The first of Hambourg’s many honors was the Prix de la Villa Abd-el-Tif, awarded in 1933. As a result, the artist traveled to North Africa for the first time, and would spend nearly ten years working in Algeria and Morocco. The powerful sunlight, as well as the bleak poverty of this region, inspired Hambourg’s canvases. In 1937, he executed a large mural for the Algerian Pavilion at the Exposition Internationale of Paris, earning the title of Laureate of the Exposition. Throughout his years in North Africa, Hambourg would exhibit his paintings in numerous one-man shows in Algeria, Oran and Paris. Eighty of his works were shown at such a show, at the Musée d’Outre-Mer in Paris in 1939.

=== Military service ===

In 1939, Hambourg was mobilized as a military reporter and draughtsman and worked on the staff of the Journal de Commissariat a la Guerre, the newspaper of the French army, under the pseudonym Andre Hache. Special missions on combat vessels led to his appointment as a war correspondent in 1944 with the staff of inter-allied SHAEF. In this role, he took part in the German, Alsace and Atlantic Front campaigns, as well as the liberation of France. In recognition of his wartime contributions, Hambourg was decorated with the Croix de Guerre. Before the end of the war, Hambourg became the first French delegate to the Four Arts Aid Society. For his aid to French artists during this time, Hambourg was made a Chevalier of the Ordre de la Sante Publique.
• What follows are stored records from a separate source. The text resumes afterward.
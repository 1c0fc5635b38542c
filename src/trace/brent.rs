use crate::error::{KaprekarError, KaprekarResult};
use crate::trace::TraceConfig;
use cancel_this::is_cancelled;
use log::debug;

/// Shape of a trajectory, computed without storing it.
#[derive(Copy, Clone, PartialEq, Eq, Hash, Debug)]
#[cfg_attr(feature = "serde", derive(serde::Serialize, serde::Deserialize))]
pub struct CycleSummary {
    /// Number of steps before the trajectory enters its cycle.
    pub tail_length: usize,
    /// Number of distinct nodes on the cycle (`1` for a fixed point).
    pub cycle_length: usize,
    /// The first cycle node reached from the seed.
    pub entry: u64,
}

/// Find the tail length, cycle length and cycle entry of the trajectory starting at `seed`
/// using Brent's cycle detection. Only a constant number of nodes is kept in memory, which
/// makes this usable for very wide values where storing whole trajectories is wasteful.
///
/// The search fails with [`KaprekarError::CycleNotFound`] once the cycle-finding phase
/// exceeds `2 * config.max_steps` applications of the map.
pub fn cycle_summary(config: &TraceConfig, seed: u64) -> KaprekarResult<CycleSummary> {
    let seed = config.width().check(seed)?;
    let kind = config.node_kind;
    let transformer = &config.transformer;
    let start = transformer.node_of(seed, kind);
    let step_limit = config.max_steps.saturating_mul(2);

    // Phase 1: find the cycle length. The tortoise teleports to the hare at powers of two.
    let mut power = 1usize;
    let mut cycle_length = 1usize;
    let mut steps = 1usize;
    let mut tortoise = start;
    let mut hare = transformer.step(start, kind);
    while tortoise != hare {
        if steps >= step_limit {
            return Err(KaprekarError::CycleNotFound {
                seed,
                max_steps: config.max_steps,
            });
        }
        if power == cycle_length {
            is_cancelled!()?;
            tortoise = hare;
            power *= 2;
            cycle_length = 0;
        }
        hare = transformer.step(hare, kind);
        cycle_length += 1;
        steps += 1;
    }

    // Phase 2: a hare `cycle_length` steps ahead meets the tortoise at the cycle entry.
    let mut tortoise = start;
    let mut hare = start;
    for _ in 0..cycle_length {
        hare = transformer.step(hare, kind);
    }
    let mut tail_length = 0usize;
    while tortoise != hare {
        tortoise = transformer.step(tortoise, kind);
        hare = transformer.step(hare, kind);
        tail_length += 1;
    }

    debug!(
        "[seed:{}] Brent search finished: tail={}; cycle={}; entry={}.",
        seed,
        tail_length,
        cycle_length,
        config.width().pad(tortoise)
    );

    Ok(CycleSummary {
        tail_length,
        cycle_length,
        entry: tortoise,
    })
}
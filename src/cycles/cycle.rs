use crate::transform::{NodeKind, Transformer};
use std::collections::HashSet;
use std::fmt::{Display, Formatter};

/// A cycle of the Kaprekar map, normalized to start at its smallest node and listed in the
/// order the map visits it.
///
/// Normalization makes equal cycles compare equal regardless of where they were entered,
/// and the derived ordering sorts cycles by their smallest node.
#[derive(Clone, PartialEq, Eq, PartialOrd, Ord, Hash, Debug)]
#[cfg_attr(feature = "serde", derive(serde::Serialize, serde::Deserialize))]
pub struct Cycle {
    nodes: Vec<u64>,
}

impl Cycle {
    /// Create a cycle from its nodes in map order, starting anywhere on the cycle.
    pub fn from_orbit(mut nodes: Vec<u64>) -> Cycle {
        let smallest = nodes
            .iter()
            .enumerate()
            .min_by_key(|(_, node)| **node)
            .map(|(index, _)| index)
            .unwrap_or(0);
        nodes.rotate_left(smallest);
        Cycle { nodes }
    }

    pub fn nodes(&self) -> &[u64] {
        &self.nodes
    }

    pub fn len(&self) -> usize {
        self.nodes.len()
    }

    pub fn is_empty(&self) -> bool {
        self.nodes.is_empty()
    }

    pub fn is_fixed_point(&self) -> bool {
        self.nodes.len() == 1
    }

    /// The smallest node of the cycle.
    pub fn first(&self) -> Option<u64> {
        self.nodes.first().copied()
    }

    pub fn contains(&self, node: u64) -> bool {
        self.nodes.contains(&node)
    }

    /// Check that the nodes are distinct and that every node maps to the next one, with the
    /// last mapping back to the first.
    pub fn is_valid_for(&self, transformer: &Transformer, kind: NodeKind) -> bool {
        if self.nodes.is_empty() {
            return false;
        }
        let distinct: HashSet<u64> = self.nodes.iter().copied().collect();
        if distinct.len() != self.nodes.len() {
            return false;
        }
        let width = transformer.width();
        self.nodes.iter().enumerate().all(|(index, node)| {
            let next = self.nodes[(index + 1) % self.nodes.len()];
            width.check(*node).is_ok() && transformer.step(*node, kind) == next
        })
    }
}

impl Display for Cycle {
    fn fmt(&self, f: &mut Formatter<'_>) -> std::fmt::Result {
        let nodes: Vec<String> = self.nodes.iter().map(|it| it.to_string()).collect();
        write!(f, "[{}]", nodes.join(" -> "))
    }
}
After returning to his artistic career for a short time, Hambourg became the official painter of the Navy in 1952. He undertook numerous voyages aboard French Navy vessels on missions all around the world including: Venice, the Soviet Union, Israel, Britain, the Ivory Coast, the United States, and Mexico. From these global travels, the artist brought back many sketches and preparatory drawings for future paintings and illustrations. His international trips would have a lasting influence on his artwork. Hambourg’s adventurous maritime career resulted in his receiving the honor of Laureate of the Salon de la Marine, and becoming the official painter of the Marine Ministry.

=== Late career ===

In 1970 five hundred of his works formed a prestigious retrospective at the Maison de Culture in Bourges. Other notable shows include Drawings of Venice at Galerie Varine-Gincourt in Paris (1979), Bonjour New York at Wally Findlay Galleries in New York (1985), The Presence of André Hambourg at the Salon du Dessin (1986), André Hambourg in the Ivory Coast at Galerie Guigne in Paris (1987), and finally André Hambourg in Venice at Galerie Apesteguyin Deauville (1989).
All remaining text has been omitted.